When the decision is made to treat HCV, consideration must be given to drug interactions with HIV therapy. None of the currently available DAAs are free from drug interactions with HIV antiviral agents. Although some clinicians may choose to defer antiretroviral therapy (ART) until HCV therapy is completed, the US Department of Health and Human Services HIV guidelines recommend ART should be initiated in all HIV/HCV coinfected patients regardless of their CD4 cell count.

8

HIV therapy should not be withheld to facilitate easier treatment with DAAs; rather, the patient should be referred to an HIV specialist who can select an HIV regimen to accommodate HCV therapy by avoiding drug—drug interactions and toxicities. In general, most pharmacy benefit managers require patients to be on a stable HIV regimen prior to beginning HCV therapy.

New Therapies

Prior to August 2017, shortened regimens were not recommended for HCV treatment in coinfected patients. Ledipasvir/ sofosbuvir was not recommended to be shortened to 8 weeks, even if the patient was treatment-naïve and noncirrhotic and had a low-baseline HCV viral load.

5

Now, the recommendations include glecaprevir/pibrentasvir (GLE/PIB), a newly approved pangenotypic combination of an NS3/4A protease inhibitor and an NS5A inhibitor. It is administered as 3 tablets of GLE 100 mg/ PIB 40 mg once daily with food, and can be used for 8 weeks in select populations. In addition to having pangenotypic properties, GLE/PIB does not undergo renal excretion, allowing it to be used without dose adjustment in patients with chronic kidney disease and on dialysis.

9

In the EXPEDITION-2 trial to study GLE/ PIB, a total of 137 coinfected patients without cirrhosis received 8 weeks of GLE/PIB, while 16 patients with cirrhosis received 12 weeks of GLE/PIB. All the patients were treatment- naïve or previously treated with pegylated interferon/ribavirin with or without sofosbuvir. The treatment duration in the study is identical to current US Food and Drug Administration (FDA)—approved treatment durations and is the same for mono-infected patients.
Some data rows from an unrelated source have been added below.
//! Op-structure transformations (component C8, §4.8): a small pipeline of
//! pure graph rewrites, each returning a fresh [`OpStructure`]. Per §4.8/§7
//! this pipeline has no recoverable error path: every rewrite either
//! succeeds or panics on an input that violates its documented precondition.

mod conversions;
mod copies;
mod dce;
mod phi;
mod pointers;

pub use conversions::remove_redundant_conversions;
pub use copies::canonicalize_copies;
pub use dce::dead_code_elimination;
pub use phi::{enforce_phi_node_invariants, remove_redundant_phi_nodes};
pub use pointers::lower_pointers;

use crate::constraints::rename_node_id;
use crate::graph::PubId;
use crate::opstructure::OpStructure;

/// Updates every place outside the graph that names `from` by public ID —
/// constraints, valid-location entries, same-location pairs — to name `to`
/// instead. Used after a rewrite merges two value nodes into one survivor.
pub(crate) fn rename_pub_id_everywhere(op: &mut OpStructure, from: PubId, to: PubId) {
    if from == to {
        return;
    }
    for c in op.constraints.iter_mut() {
        *c = rename_node_id(c, from, to);
    }
    if let Some(locs) = op.valid_locations.remove(&from) {
        op.valid_locations.entry(to).or_insert(locs);
    }
    for (a, b) in op.same_location.iter_mut() {
        if *a == from {
            *a = to;
        }
        if *b == from {
            *b = to;
        }
    }
    if op.entry_block == Some(from) {
        op.entry_block = Some(to);
    }
}
#[cfg(test)]
mod tests {
    use super::*;

    fn value_node(g: &mut Graph) -> NodeRef {
        g.add_node(NodeKind::Entity(EntityKind::Value {
            data_type: DataType::Any,
            origin: None,
        }))
    }

    #[test]
    fn fresh_pub_ids_are_sequential() {
        let mut g = Graph::new();
        let a = value_node(&mut g);
        let b = value_node(&mut g);
        assert_eq!(g.pub_id(a), 0);
        assert_eq!(g.pub_id(b), 1);
    }

    #[test]
    fn edge_numbers_are_contiguous_per_kind_and_endpoint() {
        let mut g = Graph::new();
        let op = g.add_node(NodeKind::Operation(OperationKind::Computation("add".into())));
        let v0 = value_node(&mut g);
        let v1 = value_node(&mut g);
        g.add_edge(EdgeKind::DataFlow, v0, op);
        g.add_edge(EdgeKind::DataFlow, v1, op);
        assert_eq!(
            g.edge_numbers_of(op, EdgeKind::DataFlow, Direction::In),
            vec![0, 1]
        );
        assert_eq!(
            g.edge_numbers_of(v0, EdgeKind::DataFlow, Direction::Out),
            vec![0]
        );
    }

    #[test]
    fn delete_edge_compacts_trailing_numbers() {
        let mut g = Graph::new();
        let op = g.add_node(NodeKind::Operation(OperationKind::Computation("add".into())));
        let v0 = value_node(&mut g);
        let v1 = value_node(&mut g);
        let v2 = value_node(&mut g);
        let e0 = g.add_edge(EdgeKind::DataFlow, v0, op);
        g.add_edge(EdgeKind::DataFlow, v1, op);
        g.add_edge(EdgeKind::DataFlow, v2, op);
        g.delete_edge(e0);
        assert_eq!(
            g.edge_numbers_of(op, EdgeKind::DataFlow, Direction::In),
            vec![0, 1]
        );
    }

    #[test]
    fn update_edge_source_leaves_a_gap_until_renumbered() {
        let mut g = Graph::new();
        let op = g.add_node(NodeKind::Operation(OperationKind::Computation("add".into())));
        let v0 = value_node(&mut g);
        let v1 = value_node(&mut g);
        let v2 = value_node(&mut g);
        let e0 = g.add_edge(EdgeKind::DataFlow, v0, op);
        g.add_edge(EdgeKind::DataFlow, v1, op);
        g.update_edge_source(e0, v2);
        // v0's out-list now has a gap where e0 used to be.
        assert_eq!(g.edge_numbers_of(v0, EdgeKind::DataFlow, Direction::Out), Vec::<u32>::new());
        assert_eq!(
            g.edge_numbers_of(op, EdgeKind::DataFlow, Direction::In),
            vec![0, 1],
            "in-numbers at the unchanged destination are untouched"
        );
        g.renumber_edges(v2, EdgeKind::DataFlow, Direction::Out);
        assert_eq!(g.edge_numbers_of(v2, EdgeKind::DataFlow, Direction::Out), vec![0]);
    }

    #[test]
    fn merge_nodes_drops_self_loops_first() {
        let mut g = Graph::new();
        let a = value_node(&mut g);
        let b = value_node(&mut g);
        let op = g.add_node(NodeKind::Operation(OperationKind::Computation("add".into())));
        g.add_edge(EdgeKind::DataFlow, a, op);
        g.add_edge(EdgeKind::DataFlow, b, op);
        g.add_edge(EdgeKind::Reuse, a, b);
        g.merge_nodes(a, b);
        assert!(!g.is_in_graph(b));
        assert_eq!(g.out_neighbours(a, Some(EdgeKind::Reuse)), Vec::<NodeRef>::new());
        assert_eq!(
            g.edge_numbers_of(op, EdgeKind::DataFlow, Direction::In),
            vec![0, 1]
        );
    }

    #[test]
    fn set_node_kind_preserves_pub_id_and_edges() {
        let mut g = Graph::new();
        let op = g.add_node(NodeKind::Operation(OperationKind::Computation("add".into())));
        let v0 = value_node(&mut g);
        g.add_edge(EdgeKind::DataFlow, v0, op);
        let pub_id = g.pub_id(op);
        g.set_node_kind(op, NodeKind::Operation(OperationKind::Copy));
        assert_eq!(g.pub_id(op), pub_id);
        assert!(matches!(g.node_kind(op), NodeKind::Operation(OperationKind::Copy)));
        assert_eq!(g.in_neighbours(op, Some(EdgeKind::DataFlow)), vec![v0]);
    }

    #[test]
    fn root_of_cfg_requires_unique_root() {
        let mut g = Graph::new();
        let b0 = g.add_node(NodeKind::Block { name: "b0".into() });
        let b1 = g.add_node(NodeKind::Block { name: "b1".into() });
        assert!(g.root_of_cfg().is_err());
        g.add_edge(EdgeKind::ControlFlow, b0, b1);
        assert_eq!(g.root_of_cfg().unwrap(), b0);
    }
}
//! Dominator and post-dominator sets over the block-only CFG projection of
//! §4.1 (`dom_sets`/`idom_sets`).
//!
//! These operate on the `Graph` returned by [`super::Graph::extract_cfg`]:
//! block nodes only, connected by `ControlFlow` edges.

use super::{EdgeKind, Graph, NodeRef};
use std::collections::{HashMap, HashSet};

/// `dom_sets(cfg)`: for every node, the set of nodes that dominate it
/// (every node dominates itself). Computed by iterative fixpoint over the
/// classic dataflow equation
/// `dom(n) = {n} ∪ ⋂_{p ∈ preds(n)} dom(p)`, with `dom(root) = {root}`.
pub fn dom_sets(cfg: &Graph, root: NodeRef) -> HashMap<NodeRef, HashSet<NodeRef>> {
    let all: HashSet<NodeRef> = cfg.nodes().collect();
    let mut dom: HashMap<NodeRef, HashSet<NodeRef>> = all
        .iter()
        .map(|&n| {
            let set = if n == root {
                let mut s = HashSet::new();
                s.insert(root);
                s
            } else {
                all.clone()
            };
            (n, set)
        })
        .collect();

    let mut changed = true;
    while changed {
        changed = false;
        for &n in &all {
            if n == root {
                continue;
            }
            let preds = cfg.in_neighbours(n, Some(EdgeKind::ControlFlow));
            let mut new_set = match preds.split_first() {
                None => HashSet::new(),
                Some((first, rest)) => {
                    let mut s = dom[first].clone();
                    for p in rest {
                        s = s.intersection(&dom[p]).copied().collect();
                    }
                    s
                }
            };
            new_set.insert(n);
            if new_set != dom[&n] {
                dom.insert(n, new_set);
                changed = true;
            }
        }
    }
    dom
}

/// `idom_sets(cfg)`: for every non-root node, its immediate dominator — the
/// strict dominator that is itself dominated by every other strict
/// dominator of the node. The root has no entry.
pub fn idom_sets(cfg: &Graph, root: NodeRef) -> HashMap<NodeRef, NodeRef> {
    let dom = dom_sets(cfg, root);
    let mut idom = HashMap::new();
    for (&n, doms) in &dom {
        if n == root {
            continue;
        }
        let strict: Vec<NodeRef> = doms.iter().copied().filter(|&d| d != n).collect();
        let candidate = strict.iter().copied().find(|&d| {
            strict
                .iter()
                .all(|&other| other == d || dom[&other].contains(&d))
        });
        if let Some(d) = candidate {
            idom.insert(n, d);
        }
    }
    idom
}

/// Post-dominator sets: `dom_sets` of the CFG with every `ControlFlow` edge
/// reversed, rooted at the unique exit block.
pub fn postdom_sets(cfg: &Graph, exit: NodeRef) -> HashMap<NodeRef, HashSet<NodeRef>> {
    let reversed = reverse(cfg);
    dom_sets(&reversed, exit)
}

fn reverse(cfg: &Graph) -> Graph {
    let mut g = Graph::new();
    let mut map = HashMap::new();
    for n in cfg.nodes() {
        map.insert(n, g.add_node_with_pub_id(cfg.node_kind(n).clone(), cfg.pub_id(n)));
    }
    for e in cfg.edges() {
        let (src, dst) = cfg.edge_endpoints(e);
        g.add_edge(cfg.edge_kind(e), map[&dst], map[&src]);
    }
    g
}
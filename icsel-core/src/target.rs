//! Target machine model (component C7, §4.7): instructions bound to one or
//! more pattern graphs, locations, and the pointer-lowering constants every
//! target must publish. Lookups by ID are total functions returning
//! [`CoreResult`] — a missing ID is always a §7-taxonomy "missing external
//! entity" error, never a panic, since a target description is external
//! input that `icsel-core` does not control.

use crate::error::{CoreError, CoreResult};
use crate::graph::PubId;
use crate::opstructure::OpStructure;
use serde::{Deserialize, Serialize};
use std::collections::HashMap;

pub type InstrId = PubId;
pub type PatternId = PubId;
pub type LocId = PubId;

/// `TargetMachine{ id, instructions, locations, pointer_size,
/// null_pointer_value }` (§4.7).
#[derive(Clone, Debug, Default, Serialize, Deserialize)]
pub struct TargetMachine {
    pub id: String,
    pub instructions: HashMap<InstrId, Instruction>,
    pub locations: HashMap<LocId, Location>,
    pub pointer_size: u16,
    pub null_pointer_value: i64,
}

impl TargetMachine {
    pub fn instruction(&self, id: InstrId) -> CoreResult<&Instruction> {
        self.instructions
            .get(&id)
            .ok_or_else(|| CoreError::missing("instruction", id))
    }

    pub fn location(&self, id: LocId) -> CoreResult<&Location> {
        self.locations
            .get(&id)
            .ok_or_else(|| CoreError::missing("location", id))
    }

    /// Every `(instruction_id, pattern_id, pattern)` triple across the whole
    /// machine, in a stable order (ascending instruction ID, then the
    /// pattern's position in that instruction's pattern list) — what the
    /// matcher iterates over to find all `PatternMatch`es for a function.
    pub fn all_patterns(&self) -> Vec<(InstrId, PatternId, &InstrPattern)> {
        let mut instr_ids: Vec<&InstrId> = self.instructions.keys().collect();
        instr_ids.sort();
        let mut out = Vec::new();
        for id in instr_ids {
            let instr = &self.instructions[id];
            for p in &instr.patterns {
                out.push((*id, p.id, p));
            }
        }
        out
    }
}

/// `Instruction{ id, patterns, properties }` (§4.7).
#[derive(Clone, Debug, Serialize, Deserialize)]
pub struct Instruction {
    pub id: InstrId,
    pub patterns: Vec<InstrPattern>,
    pub properties: InstrProperties,
}

impl Instruction {
    pub fn pattern(&self, id: PatternId) -> CoreResult<&InstrPattern> {
        self.patterns
            .iter()
            .find(|p| p.id == id)
            .ok_or_else(|| CoreError::missing("pattern", id))
    }
}

/// `Instruction.properties{ code_size, latency, is_copy, is_inactive,
/// is_null, is_phi, is_simd }` (§4.7).
#[derive(Copy, Clone, Debug, Default, Serialize, Deserialize)]
pub struct InstrProperties {
    pub code_size: u32,
    pub latency: u32,
    pub is_copy: bool,
    pub is_inactive: bool,
    pub is_null: bool,
    pub is_phi: bool,
    pub is_simd: bool,
}

/// `InstrPattern{ id, op_structure, input_data_node_ids, output_data_node_ids,
/// emit_template }` (§4.7).
#[derive(Clone, Debug, Serialize, Deserialize)]
pub struct InstrPattern {
    pub id: PatternId,
    pub op_structure: OpStructure,
    pub input_data_node_ids: Vec<PubId>,
    pub output_data_node_ids: Vec<PubId>,
    pub emit_template: EmitStringTemplate,
}

/// `EmitStringTemplate`: ordered lines, each an ordered sequence of parts
/// (§4.7).
#[derive(Clone, Debug, Default, Serialize, Deserialize)]
pub struct EmitStringTemplate {
    pub lines: Vec<Vec<EmitPart>>,
}

/// One part of one emit-template line.
#[derive(Clone, Debug, PartialEq, Serialize, Deserialize)]
pub enum EmitPart {
    Verbatim(String),
    IntConstOf(PubId),
    LocationOf(PubId),
    NameOfBlock(PubId),
    BlockOf(PubId),
    /// Local temporaries with identical index *within one template* must
    /// resolve to the same freshly-uniqued name at emission time; that
    /// uniquing is the emitter's job, not this crate's.
    LocalTemporary(u32),
    FuncOfCall(PubId),
}

impl EmitPart {
    /// The pattern node this part names, if any (`None` for `Verbatim` and
    /// `LocalTemporary`, which name nothing in the pattern graph).
    pub fn referenced_pattern_node(&self) -> Option<PubId> {
        match self {
            EmitPart::IntConstOf(n)
            | EmitPart::LocationOf(n)
            | EmitPart::NameOfBlock(n)
            | EmitPart::BlockOf(n)
            | EmitPart::FuncOfCall(n) => Some(*n),
            EmitPart::Verbatim(_) | EmitPart::LocalTemporary(_) => None,
        }
    }
}

/// `Location{ id, name, optional_fixed_value }` (§4.7).
#[derive(Clone, Debug, Serialize, Deserialize)]
pub struct Location {
    pub id: LocId,
    pub name: String,
    pub fixed_value: Option<i64>,
}

#[cfg(test)]
mod tests {
    use super::*;
    use crate::graph::Graph;

    fn machine() -> TargetMachine {
        let mut instructions = HashMap::new();
        instructions.insert(
            3,
            Instruction {
                id: 3,
                patterns: vec![InstrPattern {
                    id: 0,
                    op_structure: OpStructure::new(Graph::new()),
                    input_data_node_ids: vec![],
                    output_data_node_ids: vec![],
                    emit_template: EmitStringTemplate::default(),
                }],
                properties: InstrProperties::default(),
            },
        );
        TargetMachine {
            id: "test-target".into(),
            instructions,
            locations: HashMap::new(),
            pointer_size: 64,
            null_pointer_value: 0,
        }
    }

    #[test]
    fn missing_instruction_is_an_error_not_a_panic() {
        let m = machine();
        assert!(m.instruction(999).is_err());
        assert!(m.instruction(3).is_ok());
    }

    #[test]
    fn missing_pattern_is_an_error() {
        let m = machine();
        let instr = m.instruction(3).unwrap();
        assert!(instr.pattern(0).is_ok());
        assert!(instr.pattern(1).is_err());
    }

    #[test]
    fn emit_part_reports_referenced_node_only_for_structural_parts() {
        assert_eq!(EmitPart::Verbatim("mov".into()).referenced_pattern_node(), None);
        assert_eq!(EmitPart::LocationOf(5).referenced_pattern_node(), Some(5));
    }
}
The study results showed 99.3% sustained viral response for 12 or more weeks (SVR12) in patients receiving GLE/PIB for 8 weeks. This includes 1 patient who withdrew from the study due to an unrelated adverse effect. In patients with cirrhosis, all but 1 patient attained SVR12, although this was a small group of patients. None of the patients had HIV breakthrough. The combination of GLE/PIB was well tolerated, with none of the patients reporting an adverse effect related to the study drug. Efficacy was similar to other clinical trials that did not include the HIV-infected population. All ART agents used in the trial were free of drug interactions with GLE/ PIB. None of the patients were on protease inhibitor—boosted antivirals, in whom coadministration with GLE/PIB is not recommended.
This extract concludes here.